● Supplied entries
§

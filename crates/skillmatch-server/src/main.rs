use std::net::SocketAddr;
use std::path::PathBuf;
use std::sync::Arc;

use axum::{
    Router,
    extract::{State, WebSocketUpgrade},
    middleware,
    response::IntoResponse,
    routing::{delete, get, post, put},
};
use tower_http::cors::CorsLayer;
use tower_http::trace::TraceLayer;
use tracing::info;

use skillmatch_api::middleware::require_auth;
use skillmatch_api::{AppState, AppStateInner, auth, messages, pitches, profiles, projects};
use skillmatch_gateway::connection;
use skillmatch_gateway::dispatcher::Dispatcher;

#[tokio::main]
async fn main() -> anyhow::Result<()> {
    // Load .env if present
    let _ = dotenvy::dotenv();

    // Init logging
    tracing_subscriber::fmt()
        .with_env_filter(
            tracing_subscriber::EnvFilter::try_from_default_env()
                .unwrap_or_else(|_| "skillmatch=debug,tower_http=debug".into()),
        )
        .init();

    // Config
    let jwt_secret =
        std::env::var("SKILLMATCH_JWT_SECRET").unwrap_or_else(|_| "dev-secret-change-me".into());
    let db_path = std::env::var("SKILLMATCH_DB_PATH").unwrap_or_else(|_| "skillmatch.db".into());
    let host = std::env::var("SKILLMATCH_HOST").unwrap_or_else(|_| "0.0.0.0".into());
    let port: u16 = std::env::var("SKILLMATCH_PORT")
        .unwrap_or_else(|_| "3000".into())
        .parse()?;

    // Init database
    let db = skillmatch_db::Database::open(&PathBuf::from(&db_path))?;

    // Shared state
    let dispatcher = Dispatcher::new();
    let state: AppState = Arc::new(AppStateInner {
        db,
        jwt_secret,
        dispatcher,
    });

    // Routes
    let public_routes = Router::new()
        .route("/auth/register", post(auth::register))
        .route("/auth/login", post(auth::login))
        .route("/auth/reset-request", post(auth::reset_request))
        .route("/auth/reset", post(auth::reset_password));

    let protected_routes = Router::new()
        .route("/me", get(auth::me))
        .route("/profiles/me", get(profiles::my_profile))
        .route("/profiles/me", put(profiles::update_profile))
        .route("/profiles/me/skills", post(profiles::add_skill))
        .route(
            "/profiles/me/skills/{user_skill_id}",
            delete(profiles::remove_skill),
        )
        .route("/profiles/me/badges", get(profiles::my_badges))
        .route("/skills", get(profiles::list_skills))
        .route("/badges", get(profiles::list_badges))
        .route("/students", get(profiles::list_students))
        .route("/projects", get(projects::list_projects))
        .route("/projects", post(projects::create_project))
        .route("/projects/{project_id}/join", post(projects::join_project))
        .route("/pitches", get(pitches::list_pitches))
        .route("/pitches", post(pitches::create_pitch))
        .route("/pitches/mine", get(pitches::my_pitches))
        .route("/pitches/{pitch_id}", get(pitches::get_pitch))
        .route(
            "/pitches/{pitch_id}/interest",
            post(pitches::express_interest),
        )
        .route("/pitches/{pitch_id}/reveal", post(pitches::reveal_pitch))
        .route("/conversations", get(messages::list_conversations))
        .route(
            "/conversations/{partner_id}",
            get(messages::get_conversation),
        )
        .route("/messages", post(messages::send_message))
        .layer(middleware::from_fn_with_state(state.clone(), require_auth));

    let ws_route = Router::new().route("/gateway", get(ws_upgrade));

    let app = Router::new()
        .merge(public_routes)
        .merge(protected_routes)
        .merge(ws_route)
        .layer(CorsLayer::permissive())
        .layer(TraceLayer::new_for_http())
        .with_state(state);

    let addr: SocketAddr = format!("{}:{}", host, port).parse()?;
    info!("SkillMatch server listening on {}", addr);

    let listener = tokio::net::TcpListener::bind(addr).await?;
    axum::serve(listener, app).await?;

    Ok(())
}

async fn ws_upgrade(State(state): State<AppState>, ws: WebSocketUpgrade) -> impl IntoResponse {
    let dispatcher = state.dispatcher.clone();
    let jwt_secret = state.jwt_secret.clone();
    ws.on_upgrade(move |socket| connection::handle_connection(socket, dispatcher, jwt_secret))
}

§

● What to work on
Look over the listing. Pull out every line with the string "pitches" in it.

● Finished exercise
use skillmatch_api::{AppState, AppStateInner, auth, messages, pitches, profiles, projects};
        .route("/pitches", get(pitches::list_pitches))
        .route("/pitches", post(pitches::create_pitch))
        .route("/pitches/mine", get(pitches::my_pitches))
        .route("/pitches/{pitch_id}", get(pitches::get_pitch))
            "/pitches/{pitch_id}/interest",
            post(pitches::express_interest),
        .route("/pitches/{pitch_id}/reveal", post(pitches::reveal_pitch))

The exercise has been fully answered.